One of the enduring traditions of Baton Rouge’s Spanish Town Mardi Gras Parade is the Krewe of Roadkill’s “stationary float,” set up on the parade route as a tailgating site.

Each year the group selects an animal whose meat will be barbecued at the site — I seem to recall deer, raccoon, duck, nutria and maybe possum.

Wendy Meador says the choice for 2014 is goat.

The krewe’s theme is “Let’s Goatee 2 the Mardi Gras.”

Ryan and Dixie Meador are king and queen, and the “master goats chefs” are Bobby “Billygoat” Meador and “Cabrito Jim” Bickman.

Eat dirt, loser!

Christian Nick adds to our tales of the knife game mumbletypeg (aka mumblepeg):

“As young ones in the Gentilly area of New Orleans in the late ’40s, we had four or five players per game, and the one with the highest number of misses lost.

“Each of the survivors, using his knife, would get three taps to drive a wooden matchstick into the ground.

“The loser had to remove the matchstick from the ground with his teeth.

“Sounds horrible, but in our group no one ever suffered from anything but having to wash his mouth out under the faucet.”

Getting results

Sometimes this column actually serves a useful purpose.

After our reader, who called herself “Pinky,” told of her desire for a wooden pink flamingo (put in the LSU Lakes by devotees of the Spanish Town Mardi Gras festivities), she heard from Richard Taylor:

“A great big Spanish Town THANK YOU to Richard for giving me a flamingo!

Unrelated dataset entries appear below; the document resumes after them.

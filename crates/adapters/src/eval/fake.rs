// SPDX-License-Identifier: BUSL-1.1
// Copyright (c) 2026 Alfred Jean LLC

//! Fake evaluator for testing
#![cfg_attr(coverage_nightly, coverage(off))]

use super::{EvalError, Evaluator, HelperHost, Scope};
use async_trait::async_trait;
use parking_lot::Mutex;
use serde_json::Value;
use std::collections::HashMap;
use std::sync::Arc;

type EvalFn = dyn Fn(&Scope, &dyn HelperHost) -> Result<Value, EvalError> + Send + Sync;
type ExecFn = dyn Fn(&Scope, &dyn HelperHost) -> Result<Scope, EvalError> + Send + Sync;

/// Recorded evaluator call
#[derive(Debug, Clone, PartialEq)]
pub enum EvalCall {
    Eval { src: String },
    Exec { src: String },
}

#[derive(Default)]
struct FakeEvaluatorState {
    evals: HashMap<String, Arc<EvalFn>>,
    execs: HashMap<String, Arc<ExecFn>>,
    calls: Vec<EvalCall>,
}

/// Scriptable evaluator.
///
/// Unprogrammed expressions fall back to literals (`true`, `false`, JSON)
/// and bare scope-variable lookup; unprogrammed statement blocks return the
/// scope unchanged.
#[derive(Clone, Default)]
pub struct FakeEvaluator {
    inner: Arc<Mutex<FakeEvaluatorState>>,
}

impl FakeEvaluator {
    pub fn new() -> Self {
        Self::default()
    }

    /// Program an expression to return a fixed value.
    pub fn program(&self, src: &str, value: Value) {
        self.program_fn(src, move |_, _| Ok(value.clone()));
    }

    /// Program an expression with full access to scope and helpers.
    pub fn program_fn(
        &self,
        src: &str,
        f: impl Fn(&Scope, &dyn HelperHost) -> Result<Value, EvalError> + Send + Sync + 'static,
    ) {
        self.inner.lock().evals.insert(src.to_string(), Arc::new(f));
    }

    /// Program a statement block to merge fixed bindings into the scope.
    pub fn program_exec(&self, src: &str, bindings: Scope) {
        self.program_exec_fn(src, move |scope, _| {
            let mut out = scope.clone();
            for (k, v) in &bindings {
                out.insert(k.clone(), v.clone());
            }
            Ok(out)
        });
    }

    /// Program a statement block to exit cleanly.
    pub fn program_exec_clean_exit(&self, src: &str) {
        self.program_exec_fn(src, |_, _| Err(EvalError::CleanExit));
    }

    /// Program a statement block with full access to scope and helpers.
    pub fn program_exec_fn(
        &self,
        src: &str,
        f: impl Fn(&Scope, &dyn HelperHost) -> Result<Scope, EvalError> + Send + Sync + 'static,
    ) {
        self.inner.lock().execs.insert(src.to_string(), Arc::new(f));
    }

    pub fn calls(&self) -> Vec<EvalCall> {
        self.inner.lock().calls.clone()
    }

    pub fn eval_count(&self, src: &str) -> usize {
        self.inner
            .lock()
            .calls
            .iter()
            .filter(|c| matches!(c, EvalCall::Eval { src: s } if s == src))
            .count()
    }
}

fn fallback_eval(src: &str, scope: &Scope) -> Result<Value, EvalError> {
    match src {
        "true" | "True" => return Ok(Value::Bool(true)),
        "false" | "False" => return Ok(Value::Bool(false)),
        "none" | "None" => return Ok(Value::Null),
        _ => {}
    }
    if let Some(value) = scope.get(src) {
        return Ok(value.clone());
    }
    if let Some(value) = subscript_lookup(src, scope) {
        return Ok(value);
    }
    if let Ok(value) = serde_json::from_str::<Value>(src) {
        return Ok(value);
    }
    Err(EvalError::Failed(format!("no behavior programmed for: {src}")))
}

/// Resolve subscript chains like `results['result']['state']` against the
/// scope, so default extraction expressions work unprogrammed.
fn subscript_lookup(src: &str, scope: &Scope) -> Option<Value> {
    if !src.ends_with(']') {
        return None;
    }
    let open = src.find('[')?;
    let mut current = scope.get(src[..open].trim())?.clone();
    for segment in src[open..].trim_end_matches(']').split("][") {
        let key = segment
            .trim_start_matches('[')
            .trim()
            .trim_matches('\'')
            .trim_matches('"');
        current = current.get(key)?.clone();
    }
    Some(current)
}

#[async_trait]
impl Evaluator for FakeEvaluator {
    async fn eval(
        &self,
        src: &str,
        scope: &Scope,
        helpers: &dyn HelperHost,
    ) -> Result<Value, EvalError> {
        let programmed = {
            let mut inner = self.inner.lock();
            inner.calls.push(EvalCall::Eval {
                src: src.to_string(),
            });
            inner.evals.get(src).cloned()
        };
        match programmed {
            Some(f) => f(scope, helpers),
            None => fallback_eval(src, scope),
        }
    }

    async fn exec(
        &self,
        src: &str,
        scope: &Scope,
        helpers: &dyn HelperHost,
    ) -> Result<Scope, EvalError> {
        let programmed = {
            let mut inner = self.inner.lock();
            inner.calls.push(EvalCall::Exec {
                src: src.to_string(),
            });
            inner.execs.get(src).cloned()
        };
        match programmed {
            Some(f) => f(scope, helpers),
            None => Ok(scope.clone()),
        }
    }
}

#[cfg(test)]
#[path = "fake_tests.rs"]
mod tests;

“It’s been in his backyard since last year, and he thought it needed a new home.

“We didn’t have to go into the lake, and he served hubby and me a steaming cup of Community Coffee! A true Southern gentleman.”

Musical interlude

Tookie Hendry says he had just compiled a Carnival music playlist when I mentioned favorite tunes.

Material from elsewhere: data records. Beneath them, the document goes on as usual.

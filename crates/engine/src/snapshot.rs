// SPDX-License-Identifier: BUSL-1.1
// Copyright (c) 2026 Alfred Jean LLC

//! On-disk configuration snapshot layout
//!
//! `<root>/<device>/` holds the latest configuration text (named after the
//! device) and `timestamps.json`, which maps each timestamp kind to its
//! named instants. Backup-flavored jobs call this after refreshing a
//! device's configuration history.

use crate::error::EngineError;
use nr_core::Device;
use serde_json::{json, Map, Value};
use std::path::{Path, PathBuf};

/// Writer for the per-device configuration snapshot directory, rooted at
/// `<cwd>/git/configurations` in production.
pub struct ConfigurationSnapshot {
    root: PathBuf,
}

impl ConfigurationSnapshot {
    pub fn new(root: impl Into<PathBuf>) -> Self {
        Self { root: root.into() }
    }

    /// Conventional root under the current working directory.
    pub fn default_root() -> Result<Self, EngineError> {
        let cwd = std::env::current_dir()
            .map_err(|e| EngineError::Configuration(format!("cannot resolve cwd: {e}")))?;
        Ok(Self::new(cwd.join("git").join("configurations")))
    }

    pub fn device_dir(&self, device: &Device) -> PathBuf {
        self.root.join(&device.name)
    }

    /// Write the device's latest configuration and merge its timestamps
    /// into `timestamps.json`.
    pub async fn write_device(&self, device: &Device) -> Result<PathBuf, EngineError> {
        let dir = self.device_dir(device);
        tokio::fs::create_dir_all(&dir)
            .await
            .map_err(|e| io_error(&dir, e))?;
        if let Some((_, configuration)) = device.current_configuration() {
            let config_path = dir.join(&device.name);
            tokio::fs::write(&config_path, configuration)
                .await
                .map_err(|e| io_error(&config_path, e))?;
        }
        let timestamps_path = dir.join("timestamps.json");
        let mut data = read_timestamps(&timestamps_path).await;
        for (property, instants) in [
            ("last_failure", &device.timestamps.last_failure),
            ("last_runtime", &device.timestamps.last_runtime),
            ("last_update", &device.timestamps.last_update),
            ("last_status", &device.timestamps.last_status),
        ] {
            data.insert(property.to_string(), json!(instants));
        }
        let text = serde_json::to_string_pretty(&Value::Object(data))
            .map_err(|e| EngineError::Configuration(e.to_string()))?;
        tokio::fs::write(&timestamps_path, text)
            .await
            .map_err(|e| io_error(&timestamps_path, e))?;
        Ok(dir)
    }
}

fn io_error(path: &Path, e: std::io::Error) -> EngineError {
    EngineError::Configuration(format!("snapshot write failed at {}: {e}", path.display()))
}

async fn read_timestamps(path: &Path) -> Map<String, Value> {
    match tokio::fs::read_to_string(path).await {
        Ok(text) => serde_json::from_str::<Value>(&text)
            .ok()
            .and_then(|v| v.as_object().cloned())
            .unwrap_or_default(),
        Err(_) => Map::new(),
    }
}

#[cfg(test)]
#[path = "snapshot_tests.rs"]
mod tests;
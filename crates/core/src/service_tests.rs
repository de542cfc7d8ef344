// SPDX-License-Identifier: BUSL-1.1
// Copyright (c) 2026 Alfred Jean LLC

use super::*;

#[test]
fn definition_defaults_are_safe() {
    let def = ServiceDefinition::new("svc-1", "get version");
    assert_eq!(def.run_method, RunMethod::PerDevice);
    assert_eq!(def.number_of_retries, 0);
    assert_eq!(def.max_number_of_retries, 100);
    assert_eq!(def.connection_name, "default");
    assert_eq!(def.validation_section, "results['result']");
    assert_eq!(def.device_query_property, "ip_address");
    assert!(!def.multiprocessing);
}

#[test]
fn definition_deserializes_from_sparse_json() {
    let def: ServiceDefinition = serde_json::from_value(serde_json::json!({
        "id": "svc-2",
        "name": "backup",
        "run_method": "once",
        "conversion_method": "json",
        "skip_value": "discard",
    }))
    .unwrap();
    assert_eq!(def.run_method, RunMethod::Once);
    assert_eq!(def.conversion_method, ConversionMethod::Json);
    assert_eq!(def.skip_value, SkipValue::Discard);
    assert_eq!(def.max_processes, 5);
}

#[yare::parameterized(
    always_pass  = { OutcomeCondition::Always,  true,  true },
    always_fail  = { OutcomeCondition::Always,  false, true },
    success_pass = { OutcomeCondition::Success, true,  true },
    success_fail = { OutcomeCondition::Success, false, false },
    failure_pass = { OutcomeCondition::Failure, true,  false },
    failure_fail = { OutcomeCondition::Failure, false, true },
)]
fn outcome_condition_applies(condition: OutcomeCondition, success: bool, expected: bool) {
    assert_eq!(condition.applies(success), expected);
}

#[test]
fn conversion_method_displays_lowercase() {
    assert_eq!(ConversionMethod::Xml.to_string(), "xml");
    assert_eq!(ConversionMethod::None.to_string(), "none");
}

He listed most favorites, and added “Handa Wanda,” by Bo Dollis & Wild Magnolias; “Second Line,” by Stop Inc.; “Iko, Iko,” by The Dixie Cups (Sugar Boy Crawford recorded it as “Jock-A-Mo”); and “Big Chief” by Professor Longhair.

Tookie also mentioned such Professor Longhair classics as “Tipitina” and “Bald Head,” which aren’t technically Carnival songs but capture the New Orleans spirit.

Highway heroes

“Baker Residents” offer thanks to “the Baton Rouge police officer who helped us out in the Scotlandville area while we were changing a flat tire.”

Worthy causes

Adult survivors of traumatic brain injuries have an opportunity to attend weekend camps planned especially for them.

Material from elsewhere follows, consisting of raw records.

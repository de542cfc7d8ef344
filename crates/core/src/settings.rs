// SPDX-License-Identifier: BUSL-1.1
// Copyright (c) 2026 Alfred Jean LLC

//! Engine settings, loaded from TOML

use indexmap::IndexMap;
use serde::{Deserialize, Serialize};
use std::path::Path;
use thiserror::Error;

#[derive(Debug, Error)]
pub enum SettingsError {
    #[error("failed to read settings file: {0}")]
    Io(#[from] std::io::Error),
    #[error("failed to parse settings: {0}")]
    Parse(#[from] toml::de::Error),
}

#[derive(Debug, Clone, Default, PartialEq, Serialize, Deserialize)]
pub struct AppSettings {
    /// Base address used to assemble result links in notifications
    #[serde(default)]
    pub address: String,
}

#[derive(Debug, Clone, PartialEq, Serialize, Deserialize)]
pub struct MailSettings {
    #[serde(default)]
    pub server: String,
    #[serde(default = "default_mail_port")]
    pub port: u16,
    #[serde(default)]
    pub sender: String,
    #[serde(default)]
    pub use_tls: bool,
}

fn default_mail_port() -> u16 {
    587
}

impl Default for MailSettings {
    fn default() -> Self {
        Self {
            server: String::new(),
            port: default_mail_port(),
            sender: String::new(),
            use_tls: false,
        }
    }
}

#[derive(Debug, Clone, PartialEq, Serialize, Deserialize)]
pub struct ChatSettings {
    /// Chat-bot API endpoint for posting messages
    #[serde(default)]
    pub api_url: String,
    #[serde(default)]
    pub channel: String,
    /// Environment variable holding the bot token
    #[serde(default = "default_token_env")]
    pub token_env: String,
}

fn default_token_env() -> String {
    "CHAT_BOT_TOKEN".to_string()
}

impl Default for ChatSettings {
    fn default() -> Self {
        Self {
            api_url: String::new(),
            channel: String::new(),
            token_env: default_token_env(),
        }
    }
}

#[derive(Debug, Clone, PartialEq, Serialize, Deserialize)]
pub struct WebhookSettings {
    #[serde(default)]
    pub url: String,
    #[serde(default)]
    pub channel: String,
    #[serde(default = "default_true")]
    pub verify_certificate: bool,
}

fn default_true() -> bool {
    true
}

impl Default for WebhookSettings {
    fn default() -> Self {
        Self {
            url: String::new(),
            channel: String::new(),
            verify_certificate: true,
        }
    }
}

#[derive(Debug, Clone, Default, PartialEq, Serialize, Deserialize)]
pub struct SecuritySettings {
    /// Module names the expression sandbox must refuse to import
    #[serde(default)]
    pub forbidden_imports: Vec<String>,
    /// Model names each store helper may touch, keyed by operation
    /// (`fetch`, `fetch_all`, `factory`, `delete`)
    #[serde(default)]
    pub allowed_models: IndexMap<String, Vec<String>>,
}

impl SecuritySettings {
    /// Whether `operation` is allowed to touch `model`.
    pub fn allows(&self, operation: &str, model: &str) -> bool {
        self.allowed_models
            .get(operation)
            .map(|models| models.iter().any(|m| m == model))
            .unwrap_or(false)
    }
}

/// Engine-wide configuration.
#[derive(Debug, Clone, Default, PartialEq, Serialize, Deserialize)]
pub struct Settings {
    #[serde(default)]
    pub app: AppSettings,
    #[serde(default)]
    pub mail: MailSettings,
    #[serde(default)]
    pub chat: ChatSettings,
    #[serde(default)]
    pub webhook: WebhookSettings,
    #[serde(default)]
    pub security: SecuritySettings,
}

impl Settings {
    pub fn load(path: impl AsRef<Path>) -> Result<Self, SettingsError> {
        let text = std::fs::read_to_string(path)?;
        Ok(Self::parse(&text)?)
    }

    pub fn parse(text: &str) -> Result<Self, toml::de::Error> {
        toml::from_str(text)
    }
}

#[cfg(test)]
#[path = "settings_tests.rs"]
mod tests;
// SPDX-License-Identifier: BUSL-1.1
// Copyright (c) 2026 Alfred Jean LLC

//! The mutable payload shared across a run tree
//!
//! Shape: `{form?: {...}, variables: {<name>: value, devices: {<device>:
//! {<name>: value}}}}`. Parallel per-device workers write into their own
//! device subtree; global writes are last-writer-wins.

use parking_lot::Mutex;
use serde_json::{Map, Value};
use std::sync::Arc;
use thiserror::Error;

#[derive(Debug, Error)]
pub enum PayloadError {
    #[error("payload editor: {name} not found in {scope}")]
    Missing { name: String, scope: String },
    #[error("payload editor: {0} is not a list")]
    NotAList(String),
}

/// Cheaply clonable handle to the run tree's shared payload.
#[derive(Clone, Default)]
pub struct Payload {
    inner: Arc<Mutex<Value>>,
}

impl Payload {
    pub fn new(initial: Value) -> Self {
        let value = if initial.is_object() {
            initial
        } else {
            Value::Object(Map::new())
        };
        Self {
            inner: Arc::new(Mutex::new(value)),
        }
    }

    /// Value from the parameterized-run form, if present.
    pub fn form_value(&self, name: &str) -> Option<Value> {
        self.inner
            .lock()
            .get("form")
            .and_then(|form| form.get(name))
            .cloned()
    }

    /// Clone of the global variable map (including the `devices` subtree).
    pub fn variables(&self) -> Map<String, Value> {
        self.inner
            .lock()
            .get("variables")
            .and_then(Value::as_object)
            .cloned()
            .unwrap_or_default()
    }

    /// Clone of one device's variable map.
    pub fn device_variables(&self, device: &str) -> Map<String, Value> {
        self.inner
            .lock()
            .get("variables")
            .and_then(|v| v.get("devices"))
            .and_then(|v| v.get(device))
            .and_then(Value::as_object)
            .cloned()
            .unwrap_or_default()
    }

    /// Set a variable, optionally device- and section-scoped.
    pub fn set(&self, name: &str, value: Value, device: Option<&str>, section: Option<&str>) {
        let mut guard = self.inner.lock();
        let target = scoped_map(&mut guard, device, section);
        target.insert(name.to_string(), value);
    }

    /// Append to an existing list variable.
    pub fn append(
        &self,
        name: &str,
        value: Value,
        device: Option<&str>,
        section: Option<&str>,
    ) -> Result<(), PayloadError> {
        let mut guard = self.inner.lock();
        let target = scoped_map(&mut guard, device, section);
        match target.get_mut(name) {
            Some(Value::Array(items)) => {
                items.push(value);
                Ok(())
            }
            Some(_) => Err(PayloadError::NotAList(name.to_string())),
            None => Err(PayloadError::Missing {
                name: name.to_string(),
                scope: scope_label(device, section),
            }),
        }
    }

    /// Read a variable. A missing name without `allow_none` is an error;
    /// `default` substitutes before that check.
    pub fn get(
        &self,
        name: &str,
        device: Option<&str>,
        section: Option<&str>,
        default: Option<Value>,
        allow_none: bool,
    ) -> Result<Option<Value>, PayloadError> {
        let mut guard = self.inner.lock();
        let target = scoped_map(&mut guard, device, section);
        let found = target.get(name).cloned().or(default);
        if found.is_none() && !allow_none {
            return Err(PayloadError::Missing {
                name: name.to_string(),
                scope: scope_label(device, section),
            });
        }
        Ok(found)
    }

    /// Full deep copy of the payload.
    pub fn snapshot(&self) -> Value {
        self.inner.lock().clone()
    }

    /// Merge another payload object's keys into this one (top level).
    pub fn merge(&self, other: &Value) {
        if let Some(map) = other.as_object() {
            let mut guard = self.inner.lock();
            if let Some(target) = guard.as_object_mut() {
                for (key, value) in map {
                    target.insert(key.clone(), value.clone());
                }
            }
        }
    }
}

fn scope_label(device: Option<&str>, section: Option<&str>) -> String {
    match (device, section) {
        (Some(d), Some(s)) => format!("variables.devices.{d}.{s}"),
        (Some(d), None) => format!("variables.devices.{d}"),
        (None, Some(s)) => format!("variables.{s}"),
        (None, None) => "variables".to_string(),
    }
}

/// Walk to the scoped variable map, materializing intermediate objects.
fn scoped_map<'a>(
    payload: &'a mut Value,
    device: Option<&str>,
    section: Option<&str>,
) -> &'a mut Map<String, Value> {
    let mut keys: Vec<String> = vec!["variables".to_string()];
    if let Some(device) = device {
        keys.push("devices".to_string());
        keys.push(device.to_string());
    }
    if let Some(section) = section {
        keys.push(section.to_string());
    }
    let mut current = payload;
    for key in keys {
        if !current.is_object() {
            *current = Value::Object(Map::new());
        }
        current = match current {
            Value::Object(map) => map
                .entry(key)
                .or_insert_with(|| Value::Object(Map::new())),
            // forced to an object just above
            _ => unreachable!(),
        };
    }
    if !current.is_object() {
        *current = Value::Object(Map::new());
    }
    match current {
        Value::Object(map) => map,
        // forced to an object just above
        _ => unreachable!(),
    }
}

#[cfg(test)]
#[path = "payload_tests.rs"]
mod tests;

The Louisiana District of Pilot International sponsors camps for TBI survivors and caregivers Feb. 28–May 2 at the Lions Camp in Leesville.

Registration deadline for “Camp Fleur de Lis” is Friday, Feb. 21.

A $100 fee covers meals and lodging. Some scholarships are available. Contact

Special People Department

Ruby L. Casemore celebrates her 98th birthday Thursday, Feb. 13.

Lionel and Sadie Templet, of Plaquemine, celebrate 65 years of marriage Thursday, Feb. 13.

Donnie and Lou Bonanno celebrated their 59th anniversary Wednesday, Feb. 12.

Thought for the Day

From Marvin Borgmeyer: “Respect your parents. They passed school without Google!”

Med school humor

Harriet St.Amant blames this one on Stan Kegel:

“Two medical residents were invited to a costume party after their shift ended.

“They stopped at the Army-Navy store to see if they could find costumes, but only had enough money to buy one pair of fatigues.

“But that was OK. One wore the top half and one wore the bottom half. They went as an upper and lower GI.”